Examine the records below and count how many lines contain the string "most". Give only the number.

- - - - - - -

/// The every-symbol-must-match discipline; the core of the engine.
struct PlainMatcher<'g, 't> {
    grammar: &'g Grammar,
    symbols: &'g [Symbol],
    tokens: &'t [Token],
    /// Absolute offset in `tokens` where this sequence starts.
    at: usize,
    /// Symbol cursor.
    i: usize,
    /// Tokens consumed so far, relative to `at`.
    consumed: usize,
    matched: Vec<ParseNode>,
    points: Vec<ChoicePoint<'g, 't>>,
    phase: Phase,
}

impl<'g, 't> PlainMatcher<'g, 't> {
    fn new(grammar: &'g Grammar, symbols: &'g [Symbol], tokens: &'t [Token], at: usize) -> Self {
        PlainMatcher {
            grammar,
            symbols,
            tokens,
            at,
            i: 0,
            consumed: 0,
            matched: Vec::new(),
            points: Vec::new(),
            phase: Phase::Start,
        }
    }

    fn next_derivation(&mut self, ctx: &mut MatchContext) -> Option<Derivation> {
        match self.phase {
            Phase::Done => None,
            Phase::Start => {
                self.phase = Phase::Resume;
                if self.symbols.is_empty() {
                    // the empty sequence is the epsilon derivation
                    self.phase = Phase::Done;
                    return Some(Derivation::epsilon());
                }
                if self.advance(ctx) {
                    Some(self.snapshot())
                } else {
                    self.phase = Phase::Done;
                    None
                }
            }
            Phase::Resume => {
                // treat the previous yield as a failure and search on
                if self.backtrack(ctx) && self.advance(ctx) {
                    Some(self.snapshot())
                } else {
                    self.phase = Phase::Done;
                    None
                }
            }
        }
    }

    fn snapshot(&self) -> Derivation {
        Derivation {
            nodes: self.matched.clone(),
            consumed: self.consumed,
        }
    }

    /// Run the symbol cursor to the end of the sequence, backtracking through
    /// choice points on every failure. True if a complete derivation is
    /// staged; false only when the whole search space is exhausted.
    fn advance(&mut self, ctx: &mut MatchContext) -> bool {
        let symbols = self.symbols;
        while self.i < symbols.len() {
            let abs = self.at + self.consumed;
            let stepped = match &symbols[self.i] {
                Symbol::Kind(kind) => self.step_token(ctx, abs, |token| token.kind == *kind),
                Symbol::Literal(text) => self.step_token(ctx, abs, |token| token.text == *text),
                Symbol::Rule(id) => {
                    let sub = SubMatcher::Rule(RuleMatcher::new(self.grammar, *id, self.tokens, abs));
                    self.step_sub(sub, ctx)
                }
                Symbol::Inline(sequence) => {
                    let sub = SubMatcher::Inline(Box::new(SequenceMatcher::new(
                        self.grammar,
                        sequence,
                        self.tokens,
                        abs,
                    )));
                    self.step_sub(sub, ctx)
                }
            };
            if !stepped && !self.backtrack(ctx) {
                return false;
            }
        }
        true
    }

    /// Try to match one terminal symbol at `abs`. Running past the end of the
    /// input is a per-branch failure, not an error.
    fn step_token(
        &mut self,
        ctx: &mut MatchContext,
        abs: usize,
        accepts: impl Fn(&Token) -> bool,
    ) -> bool {
        match self.tokens.get(abs) {
            Some(token) if accepts(token) => {
                self.matched.push(ParseNode::terminal(token.clone()));
                self.consumed += 1;
                self.i += 1;
                true
            }
            _ => {
                ctx.note(abs);
                false
            }
        }
    }

    /// Pull the first derivation out of a fresh sub-producer; on success the
    /// sub-producer is parked as a choice point for later resumption.
    fn step_sub(&mut self, mut sub: SubMatcher<'g, 't>, ctx: &mut MatchContext) -> bool {
        match sub.next_derivation(ctx) {
            Some(derivation) => {
                self.points.push(ChoicePoint {
                    symbol: self.i,
                    consumed: self.consumed,
                    matched_len: self.matched.len(),
                    sub,
                });
                self.matched.extend(derivation.nodes);
                self.consumed += derivation.consumed;
                self.i += 1;
                true
            }
            None => false,
        }
    }

    /// Resume the most recent choice point that still has an alternative:
    /// truncate the match list to its recorded length, restore the token
    /// cursor, and ask its sub-producer for the next derivation. Choice
    /// points with nothing left are popped. False when the stack runs dry.
    fn backtrack(&mut self, ctx: &mut MatchContext) -> bool {
        while let Some(point) = self.points.last_mut() {
            self.matched.truncate(point.matched_len);
            self.consumed = point.consumed;
            match point.sub.next_derivation(ctx) {
                Some(derivation) => {
                    self.i = point.symbol + 1;
                    self.matched.extend(derivation.nodes);
                    self.consumed += derivation.consumed;
                    return true;
                }
                None => {
                    self.points.pop();
                }
            }
        }
        false
    }
}

/// Zero-or-one: every derivation of the inner sequence first, then exactly
/// one epsilon derivation. Never yields zero derivations.
struct OptionalMatcher<'g, 't> {
    inner: PlainMatcher<'g, 't>,
    inner_done: bool,
    done: bool,
}

impl<'g, 't> OptionalMatcher<'g, 't> {
    fn next_derivation(&mut self, ctx: &mut MatchContext) -> Option<Derivation> {
        if self.done {
            return None;
        }
        if !self.inner_done {
            if let Some(derivation) = self.inner.next_derivation(ctx) {
                return Some(derivation);
            }
            self.inner_done = true;
        }
        self.done = true;
        Some(Derivation::epsilon())
    }
}

/// Saved state for one repetition instance.
struct Frame<'g, 't> {
    sub: PlainMatcher<'g, 't>,
    nodes_len: usize,
    consumed_at: usize,
}

/// Zero-or-more: re-matches the inner sequence against successive remaining
/// input, yielding the cumulative match list after every successful
/// repetition so callers can settle for fewer repetitions than the maximum.
/// Resumption first tries to extend with one more repetition, then revisits
/// existing repetitions most-recent-first; the zero-repetition epsilon
/// derivation comes last, after the non-empty search space is exhausted.
struct RepetitionMatcher<'g, 't> {
    grammar: &'g Grammar,
    symbols: &'g [Symbol],
    tokens: &'t [Token],
    at: usize,
    frames: Vec<Frame<'g, 't>>,
    nodes: Vec<ParseNode>,
    consumed: usize,
    done: bool,
}
//! End-to-end pipeline tests: source text through tokens, parse tree, and AST
//!
//! Multi-line inputs, error positions, and property-based checks of the
//! structural invariants the pipeline promises: terminal spans equal token
//! counts, pruning is idempotent, and operand runs lower left-associative.

use minicc::c_grammar::{c_front, compile, FrontError};
use minicc::lexer::tokenize;
use minicc::tree::{prune, ParseNode};
use proptest::prelude::*;
use rstest::rstest;

#[test]
fn multi_line_program_compiles_with_correct_positions() {
    let source = "\
int main() {
    int total = 0;
    while (total < 10) {
        total += 1;
    }
    return total;
}
";
    let tokens = tokenize(source).unwrap();
    let brace = tokens.last().unwrap();
    assert_eq!((brace.line, brace.column), (7, 1));

    let ast = compile(source).unwrap();
    assert_eq!(
        ast.to_sexpr(),
        "(<program> (<compound statement> \
         (while (< id: total 10) (<compound statement> (+= id: total 1))) \
         (return id: total)))"
    );
}

#[test]
fn comments_and_preprocessor_lines_are_invisible_to_the_parser() {
    let source = "\
#include <stdio.h>
// entry point
int main() {
    /* nothing yet */
    return 0;
}
";
    let ast = compile(source).unwrap();
    assert_eq!(ast.to_sexpr(), "(<program> (<compound statement> (return 0)))");
}

#[test]
fn syntax_error_reports_line_and_column_of_the_furthest_token() {
    let source = "\
int main() {
    return 1 +
        + ;
}
";
    // '+' parses as a unary operator, so the dead end is the ';' where an
    // operand was required
    let err = compile(source).unwrap_err();
    match err {
        FrontError::Syntax(err) => {
            assert_eq!(err.found.as_deref(), Some(";"));
            assert_eq!((err.line, err.column), (3, 11));
        }
        other => panic!("expected a syntax error, got {other}"),
    }
}

#[test]
fn lex_error_wins_over_parsing() {
    let err = compile("int main() { return `x; }").unwrap_err();
    assert!(matches!(err, FrontError::Lex(_)));
}

#[rstest]
#[case::no_parameters("int f() { return 0; }")]
#[case::one_parameter("int f(int a) { return a; }")]
#[case::three_parameters("int f(int a, char b, int *c) { return a; }")]
#[case::pointer_return_values("int *f(int a) { return a; }")]
fn parameter_lists_of_any_length_parse(#[case] source: &str) {
    compile(source).unwrap();
}

fn count_rule(node: &ParseNode, rule: &str) -> usize {
    let own = usize::from(node.rule() == Some(rule));
    own + node
        .children()
        .iter()
        .map(|child| count_rule(child, rule))
        .sum::<usize>()
}

#[rstest]
#[case::zero("int f() { }", 0, 0)]
#[case::one("int f(int a) { }", 1, 0)]
#[case::three("int f(int a, int b, int c) { }", 3, 2)]
fn parameter_repetitions_yield_sibling_tail_nodes(
    #[case] source: &str,
    #[case] declarations: usize,
    #[case] tails: usize,
) {
    let tokens = tokenize(source).unwrap();
    let tree = c_front().parse(&tokens).unwrap();
    assert_eq!(count_rule(&tree, "parameter_declaration"), declarations);
    assert_eq!(count_rule(&tree, "parameter_tail"), tails);
    assert_eq!(tree.terminal_count(), tokens.len());
}

#[rstest]
#[case::empty_program("")]
#[case::declaration_only("int x;")]
#[case::initialized_declaration("int x = 1 + 2;")]
#[case::two_functions("void a() { } void b() { }")]
fn top_level_shapes_parse(#[case] source: &str) {
    compile(source).unwrap();
}

#[rstest]
#[case::missing_semicolon("int main() { return 0 }")]
#[case::unbalanced_brace("int main() { return 0;")]
#[case::stray_top_level_statement("return 0;")]
#[case::keyword_as_identifier("int while;")]
fn malformed_programs_are_syntax_errors(#[case] source: &str) {
    let err = compile(source).unwrap_err();
    assert!(matches!(err, FrontError::Syntax(_)));
}

fn small_literal() -> impl Strategy<Value = u32> {
    0u32..1000
}

proptest! {
    #[test]
    fn additive_runs_lower_left_associative(operands in prop::collection::vec(small_literal(), 1..8)) {
        let joined = operands
            .iter()
            .map(u32::to_string)
            .collect::<Vec<_>>()
            .join(" + ");
        let source = format!("int f() {{ return {joined}; }}");
        let ast = compile(&source).unwrap();

        let mut expected = operands[0].to_string();
        for operand in &operands[1..] {
            expected = format!("(+ {expected} {operand})");
        }
        prop_assert_eq!(
            ast.to_sexpr(),
            format!("(<program> (<compound statement> (return {expected})))")
        );
    }

    #[test]
    fn parse_trees_span_exactly_the_input_tokens(operands in prop::collection::vec(small_literal(), 1..6)) {
        let joined = operands
            .iter()
            .map(u32::to_string)
            .collect::<Vec<_>>()
            .join(" * ");
        let source = format!("int f() {{ return {joined}; }}");
        let tokens = tokenize(&source).unwrap();
        let tree = c_front().parse(&tokens).unwrap();
        prop_assert_eq!(tree.terminal_count(), tokens.len());
    }

    #[test]
    fn pruning_is_idempotent_on_real_parse_trees(count in 0usize..4) {
        let body = "x = x + 1; ".repeat(count);
        let source = format!("void f() {{ {body}}}");
        let tokens = tokenize(&source).unwrap();
        let tree = c_front().parse(&tokens).unwrap();
        let mut repruned = tree.clone();
        prune(&mut repruned);
        prop_assert_eq!(repruned, tree);
    }
}
//! Markup serialization.
//!
//! The output grammar is:
//!
//! ```text
//! ELEMENT := "<" TAG ATTR* ( " />" | ">" ( "\n" INDENT ELEMENT )* "\n" INDENT "</" TAG ">" )
//! ATTR    := " " NAME "=\"" VALUE "\""
//! ```
//!
//! with one indent unit per nesting depth. Elements without children
//! self-close. Text elements always render as `<text ATTR*>CONTENT</text>`
//! on a single line, whatever children they hold.
//!
//! Attribute values and text content are escaped, so the output stays
//! well-formed whatever text the caller stored.

use log::debug;

use crate::{
    config::Indent,
    element::{Element, ElementKind},
};

/// Renders element trees to markup text.
///
/// # Example
///
/// ```
/// use vellum::{Element, Serializer, config::Indent};
///
/// let mut group = Element::group();
/// group.add_child(Element::circle(1.0, 2.0, 3.0));
///
/// let text = Serializer::new(Indent::Spaces(2)).serialize(&group, 0);
/// assert_eq!(text, "<g>\n  <circle cx=\"1\" cy=\"2\" r=\"3\" />\n</g>");
/// ```
#[derive(Debug, Clone)]
pub struct Serializer {
    indent_unit: String,
}

impl Serializer {
    pub fn new(indent: Indent) -> Self {
        Self {
            indent_unit: indent.unit(),
        }
    }

    /// Serializes `element` and its subtree, starting at `indent_level`.
    pub fn serialize(&self, element: &Element, indent_level: usize) -> String {
        debug!(
            tag = element.tag(),
            indent_level = indent_level,
            children = element.children().len();
            "Serializing element tree"
        );

        let mut out = String::new();
        self.write_element(&mut out, element, indent_level);
        out
    }

    fn write_element(&self, out: &mut String, element: &Element, indent_level: usize) {
        let indent = self.indent_unit.repeat(indent_level);
        let tag = element.tag();

        out.push_str(&indent);
        out.push('<');
        out.push_str(tag);
        for (name, value) in element.attributes() {
            out.push(' ');
            out.push_str(name);
            out.push_str("=\"");
            escape_into(out, value, true);
            out.push('"');
        }

        if matches!(element.kind(), ElementKind::Text) {
            out.push('>');
            escape_into(out, element.content().unwrap_or_default(), false);
            out.push_str("</");
            out.push_str(tag);
            out.push('>');
            return;
        }

        if element.children().is_empty() {
            out.push_str(" />");
            return;
        }

        out.push_str(">\n");
        for child in element.children() {
            self.write_element(out, child, indent_level + 1);
            out.push('\n');
        }
        out.push_str(&indent);
        out.push_str("</");
        out.push_str(tag);
        out.push('>');
    }
}

impl Default for Serializer {
    fn default() -> Self {
        Self::new(Indent::default())
    }
}

fn escape_into(out: &mut String, text: &str, in_attribute: bool) {
    for ch in text.chars() {
        match ch {
            '&' => out.push_str("&amp;"),
            '<' => out.push_str("&lt;"),
            '>' => out.push_str("&gt;"),
            '"' if in_attribute => out.push_str("&quot;"),
            _ => out.push(ch),
        }
    }
}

- - - - - - -

* Expected answer: 2